The listing should be printed again without a single change.

┌────────

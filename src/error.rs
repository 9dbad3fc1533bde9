use reqwest::StatusCode;
use thiserror::Error;

/// Reasons a response body cannot be read as a list of homeworks.
#[derive(Error, Debug, Clone, PartialEq, Eq)]
pub enum ShapeError {
    #[error("response body is {found}, expected an object")]
    NotAnObject { found: &'static str },

    #[error("response body has no \"homeworks\" key")]
    MissingHomeworks,

    #[error("\"homeworks\" is {found}, expected a list")]
    HomeworksNotAList { found: &'static str },

    #[error("latest homework record is {found}, expected an object")]
    RecordNotAnObject { found: &'static str },
}

/// Everything that can go wrong inside one polling cycle.
#[derive(Error, Debug)]
pub enum HomeworkError {
    /// The request never produced a usable response.
    #[error("failed to reach the homework API: {source}")]
    ApiConnect {
        #[source]
        source: reqwest::Error,
    },

    #[error("unexpected API response status: {0}")]
    HttpStatus(StatusCode),

    #[error("malformed API response: {0}")]
    ResponseShape(#[from] ShapeError),

    #[error("homework record has no \"{0}\" key")]
    MissingField(&'static str),

    #[error("homework field \"{field}\" is {found}, expected a string")]
    InvalidField {
        field: &'static str,
        found: &'static str,
    },

    #[error("undocumented homework status: {0}")]
    UnknownStatus(String),

    /// The bot transport failed or the Bot API rejected the message.
    #[error("failed to deliver message to the chat: {reason}")]
    NotifyDelivery { reason: String },
}

/// Flat tag for [`HomeworkError`], used for logging and matching.
#[derive(Debug, Clone, Copy, PartialEq, Eq)]
pub enum ErrorKind {
    ApiConnect,
    HttpStatus,
    ResponseShape,
    MissingField,
    UnknownStatus,
    NotifyDelivery,
}

impl HomeworkError {
    pub fn kind(&self) -> ErrorKind {
        match self {
            HomeworkError::ApiConnect { .. } => ErrorKind::ApiConnect,
            HomeworkError::HttpStatus(_) => ErrorKind::HttpStatus,
            HomeworkError::ResponseShape(_) => ErrorKind::ResponseShape,
            HomeworkError::MissingField(_) | HomeworkError::InvalidField { .. } => {
                ErrorKind::MissingField
            }
            HomeworkError::UnknownStatus(_) => ErrorKind::UnknownStatus,
            HomeworkError::NotifyDelivery { .. } => ErrorKind::NotifyDelivery,
        }
    }
}

/// JSON type name used in shape errors.
pub(crate) fn json_type(value: &serde_json::Value) -> &'static str {
    match value {
        serde_json::Value::Null => "null",
        serde_json::Value::Bool(_) => "a boolean",
        serde_json::Value::Number(_) => "a number",
        serde_json::Value::String(_) => "a string",
        serde_json::Value::Array(_) => "a list",
        serde_json::Value::Object(_) => "an object",
    }
}

pub type Result<T> = std::result::Result<T, HomeworkError>;
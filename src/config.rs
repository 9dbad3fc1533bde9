use std::time::Duration;

use serde::{Deserialize, Serialize};
use smart_default::SmartDefault;

pub const PRACTICUM_ENDPOINT: &str = "https://practicum.yandex.ru/api/user_api/homework_statuses/";
pub const TELEGRAM_API_URL: &str = "https://api.telegram.org";

/// Runtime settings, read from the environment (`PRACTICUM_TOKEN` -> `practicum_token`).
///
/// Only the three credentials are required. Everything else has a default that
/// keeps the bot polling every ten minutes and reporting on every cycle.
#[derive(Debug, Clone, Serialize, Deserialize, SmartDefault)]
#[serde(default)]
pub struct Config {
    pub practicum_token: String,
    pub telegram_token: String,
    pub telegram_chat_id: String,
    #[default(PRACTICUM_ENDPOINT.to_string())]
    pub practicum_endpoint: String,
    #[default(TELEGRAM_API_URL.to_string())]
    pub telegram_api_url: String,
    /// Seconds between polling cycles.
    #[default = 600]
    pub retry_period: u64,
    /// Seconds before an outbound request is abandoned.
    #[default = 30]
    pub request_timeout: u64,
    #[default = true]
    pub notify_unchanged: bool,
    #[default = false]
    pub advance_timestamp: bool,
    #[default = false]
    pub report_failures: bool,
    #[default = "logs"]
    pub log_dir: String,
}

impl Config {
    pub fn load() -> Result<Self, envy::Error> {
        envy::from_env::<Config>()
    }

    pub fn from_vars<I>(vars: I) -> Result<Self, envy::Error>
    where
        I: IntoIterator<Item = (String, String)>,
    {
        envy::from_iter::<_, Config>(vars)
    }

    /// True when every credential needed to poll and notify is present.
    pub fn check_tokens(&self) -> bool {
        self.missing_tokens().is_empty()
    }

    pub fn missing_tokens(&self) -> Vec<&'static str> {
        [
            ("PRACTICUM_TOKEN", &self.practicum_token),
            ("TELEGRAM_TOKEN", &self.telegram_token),
            ("TELEGRAM_CHAT_ID", &self.telegram_chat_id),
        ]
        .into_iter()
        .filter(|(_, value)| value.trim().is_empty())
        .map(|(name, _)| name)
        .collect()
    }

    pub fn retry_period(&self) -> Duration {
        Duration::from_secs(self.retry_period)
    }

    pub fn request_timeout(&self) -> Duration {
        Duration::from_secs(self.request_timeout)
    }
}

#[cfg(test)]
mod tests {
    use super::*;

    fn vars(pairs: &[(&str, &str)]) -> Vec<(String, String)> {
        pairs
            .iter()
            .map(|(k, v)| (k.to_string(), v.to_string()))
            .collect()
    }

    fn complete() -> Config {
        Config {
            practicum_token: "practicum".to_string(),
            telegram_token: "123:abc".to_string(),
            telegram_chat_id: "42".to_string(),
            ..Default::default()
        }
    }

    #[test]
    fn test_defaults_applied_for_optional_vars() {
        let config = Config::from_vars(vars(&[
            ("PRACTICUM_TOKEN", "p"),
            ("TELEGRAM_TOKEN", "t"),
            ("TELEGRAM_CHAT_ID", "1"),
        ]))
        .unwrap();

        assert_eq!(config.practicum_endpoint, PRACTICUM_ENDPOINT);
        assert_eq!(config.telegram_api_url, TELEGRAM_API_URL);
        assert_eq!(config.retry_period(), Duration::from_secs(600));
        assert_eq!(config.request_timeout(), Duration::from_secs(30));
        assert!(config.notify_unchanged);
        assert!(!config.advance_timestamp);
        assert!(!config.report_failures);
        assert_eq!(config.log_dir, "logs");
        assert!(config.check_tokens());
    }

    #[test]
    fn test_overrides_parsed() {
        let config = Config::from_vars(vars(&[
            ("RETRY_PERIOD", "5"),
            ("NOTIFY_UNCHANGED", "false"),
            ("ADVANCE_TIMESTAMP", "true"),
        ]))
        .unwrap();

        assert_eq!(config.retry_period, 5);
        assert!(!config.notify_unchanged);
        assert!(config.advance_timestamp);
    }

    #[test]
    fn test_missing_vars_fail_check() {
        let config = Config::from_vars(vars(&[])).unwrap();
        assert!(!config.check_tokens());
        assert_eq!(
            config.missing_tokens(),
            vec!["PRACTICUM_TOKEN", "TELEGRAM_TOKEN", "TELEGRAM_CHAT_ID"]
        );
    }

    #[test]
    fn test_each_empty_credential_fails_check() {
        let cases: [(&str, fn(&mut Config)); 3] = [
            ("PRACTICUM_TOKEN", |c| c.practicum_token.clear()),
            ("TELEGRAM_TOKEN", |c| c.telegram_token.clear()),
            ("TELEGRAM_CHAT_ID", |c| c.telegram_chat_id = "  ".to_string()),
        ];

        for (name, blank) in cases {
            let mut config = complete();
            blank(&mut config);
            assert!(!config.check_tokens(), "{name} blank should fail");
            assert_eq!(config.missing_tokens(), vec![name]);
        }
    }
}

└────────

■ Response area:
filename src/error.rs
repository 9dbad3fc1533bde9
use reqwest::StatusCode;
use thiserror::Error;

/// Reasons a response body cannot be read as a list of homeworks.
#[derive(Error, Debug, Clone, PartialEq, Eq)]
pub enum ShapeError {
    #[error("response body is {found}, expected an object")]
    NotAnObject { found: &'static str },

    #[error("response body has no \"homeworks\" key")]
    MissingHomeworks,

    #[error("\"homeworks\" is {found}, expected a list")]
    HomeworksNotAList { found: &'static str },

    #[error("latest homework record is {found}, expected an object")]
    RecordNotAnObject { found: &'static str },
}

/// Everything that can go wrong inside one polling cycle.
#[derive(Error, Debug)]
pub enum HomeworkError {
    /// The request never produced a usable response.
    #[error("failed to reach the homework API: {source}")]
    ApiConnect {
        #[source]
        source: reqwest::Error,
    },

    #[error("unexpected API response status: {0}")]
    HttpStatus(StatusCode),

    #[error("malformed API response: {0}")]
    ResponseShape(#[from] ShapeError),

    #[error("homework record has no \"{0}\" key")]
    MissingField(&'static str),

    #[error("homework field \"{field}\" is {found}, expected a string")]
    InvalidField {
        field: &'static str,
        found: &'static str,
    },

    #[error("undocumented homework status: {0}")]
    UnknownStatus(String),

    /// The bot transport failed or the Bot API rejected the message.
    #[error("failed to deliver message to the chat: {reason}")]
    NotifyDelivery { reason: String },
}

/// Flat tag for [`HomeworkError`], used for logging and matching.
#[derive(Debug, Clone, Copy, PartialEq, Eq)]
pub enum ErrorKind {
    ApiConnect,
    HttpStatus,
    ResponseShape,
    MissingField,
    UnknownStatus,
    NotifyDelivery,
}

impl HomeworkError {
    pub fn kind(&self) -> ErrorKind {
        match self {
            HomeworkError::ApiConnect { .. } => ErrorKind::ApiConnect,
            HomeworkError::HttpStatus(_) => ErrorKind::HttpStatus,
            HomeworkError::ResponseShape(_) => ErrorKind::ResponseShape,
            HomeworkError::MissingField(_) | HomeworkError::InvalidField { .. } => {
                ErrorKind::MissingField
            }
            HomeworkError::UnknownStatus(_) => ErrorKind::UnknownStatus,
            HomeworkError::NotifyDelivery { .. } => ErrorKind::NotifyDelivery,
        }
    }
}

/// JSON type name used in shape errors.
pub(crate) fn json_type(value: &serde_json::Value) -> &'static str {
    match value {
        serde_json::Value::Null => "null",
        serde_json::Value::Bool(_) => "a boolean",
        serde_json::Value::Number(_) => "a number",
        serde_json::Value::String(_) => "a string",
        serde_json::Value::Array(_) => "a list",
        serde_json::Value::Object(_) => "an object",
    }
}

pub type Result<T> = std::result::Result<T, HomeworkError>;
filename src/config.rs
repository 9dbad3fc1533bde9
use std::time::Duration;

use serde::{Deserialize, Serialize};
use smart_default::SmartDefault;

pub const PRACTICUM_ENDPOINT: &str = "https://practicum.yandex.ru/api/user_api/homework_statuses/";
pub const TELEGRAM_API_URL: &str = "https://api.telegram.org";

/// Runtime settings, read from the environment (`PRACTICUM_TOKEN` -> `practicum_token`).
///
/// Only the three credentials are required. Everything else has a default that
/// keeps the bot polling every ten minutes and reporting on every cycle.
#[derive(Debug, Clone, Serialize, Deserialize, SmartDefault)]
#[serde(default)]
pub struct Config {
    pub practicum_token: String,
    pub telegram_token: String,
    pub telegram_chat_id: String,
    #[default(PRACTICUM_ENDPOINT.to_string())]
    pub practicum_endpoint: String,
    #[default(TELEGRAM_API_URL.to_string())]
    pub telegram_api_url: String,
    /// Seconds between polling cycles.
    #[default = 600]
    pub retry_period: u64,
    /// Seconds before an outbound request is abandoned.
    #[default = 30]
    pub request_timeout: u64,
    #[default = true]
    pub notify_unchanged: bool,
    #[default = false]
    pub advance_timestamp: bool,
    #[default = false]
    pub report_failures: bool,
    #[default = "logs"]
    pub log_dir: String,
}

impl Config {
    pub fn load() -> Result<Self, envy::Error> {
        envy::from_env::<Config>()
    }

    pub fn from_vars<I>(vars: I) -> Result<Self, envy::Error>
    where
        I: IntoIterator<Item = (String, String)>,
    {
        envy::from_iter::<_, Config>(vars)
    }

    /// True when every credential needed to poll and notify is present.
    pub fn check_tokens(&self) -> bool {
        self.missing_tokens().is_empty()
    }

    pub fn missing_tokens(&self) -> Vec<&'static str> {
        [
            ("PRACTICUM_TOKEN", &self.practicum_token),
            ("TELEGRAM_TOKEN", &self.telegram_token),
            ("TELEGRAM_CHAT_ID", &self.telegram_chat_id),
        ]
        .into_iter()
        .filter(|(_, value)| value.trim().is_empty())
        .map(|(name, _)| name)
        .collect()
    }

    pub fn retry_period(&self) -> Duration {
        Duration::from_secs(self.retry_period)
    }

    pub fn request_timeout(&self) -> Duration {
        Duration::from_secs(self.request_timeout)
    }
}

#[cfg(test)]
mod tests {
    use super::*;

    fn vars(pairs: &[(&str, &str)]) -> Vec<(String, String)> {
        pairs
            .iter()
            .map(|(k, v)| (k.to_string(), v.to_string()))
            .collect()
    }

    fn complete() -> Config {
        Config {
            practicum_token: "practicum".to_string(),
            telegram_token: "123:abc".to_string(),
            telegram_chat_id: "42".to_string(),
            ..Default::default()
        }
    }

    #[test]
    fn test_defaults_applied_for_optional_vars() {
        let config = Config::from_vars(vars(&[
            ("PRACTICUM_TOKEN", "p"),
            ("TELEGRAM_TOKEN", "t"),
            ("TELEGRAM_CHAT_ID", "1"),
        ]))
        .unwrap();

        assert_eq!(config.practicum_endpoint, PRACTICUM_ENDPOINT);
        assert_eq!(config.telegram_api_url, TELEGRAM_API_URL);
        assert_eq!(config.retry_period(), Duration::from_secs(600));
        assert_eq!(config.request_timeout(), Duration::from_secs(30));
        assert!(config.notify_unchanged);
        assert!(!config.advance_timestamp);
        assert!(!config.report_failures);
        assert_eq!(config.log_dir, "logs");
        assert!(config.check_tokens());
    }

    #[test]
    fn test_overrides_parsed() {
        let config = Config::from_vars(vars(&[
            ("RETRY_PERIOD", "5"),
            ("NOTIFY_UNCHANGED", "false"),
            ("ADVANCE_TIMESTAMP", "true"),
        ]))
        .unwrap();

        assert_eq!(config.retry_period, 5);
        assert!(!config.notify_unchanged);
        assert!(config.advance_timestamp);
    }

    #[test]
    fn test_missing_vars_fail_check() {
        let config = Config::from_vars(vars(&[])).unwrap();
        assert!(!config.check_tokens());
        assert_eq!(
            config.missing_tokens(),
            vec!["PRACTICUM_TOKEN", "TELEGRAM_TOKEN", "TELEGRAM_CHAT_ID"]
        );
    }

    #[test]
    fn test_each_empty_credential_fails_check() {
        let cases: [(&str, fn(&mut Config)); 3] = [
            ("PRACTICUM_TOKEN", |c| c.practicum_token.clear()),
            ("TELEGRAM_TOKEN", |c| c.telegram_token.clear()),
            ("TELEGRAM_CHAT_ID", |c| c.telegram_chat_id = "  ".to_string()),
        ];

        for (name, blank) in cases {
            let mut config = complete();
            blank(&mut config);
            assert!(!config.check_tokens(), "{name} blank should fail");
            assert_eq!(config.missing_tokens(), vec![name]);
        }
    }
}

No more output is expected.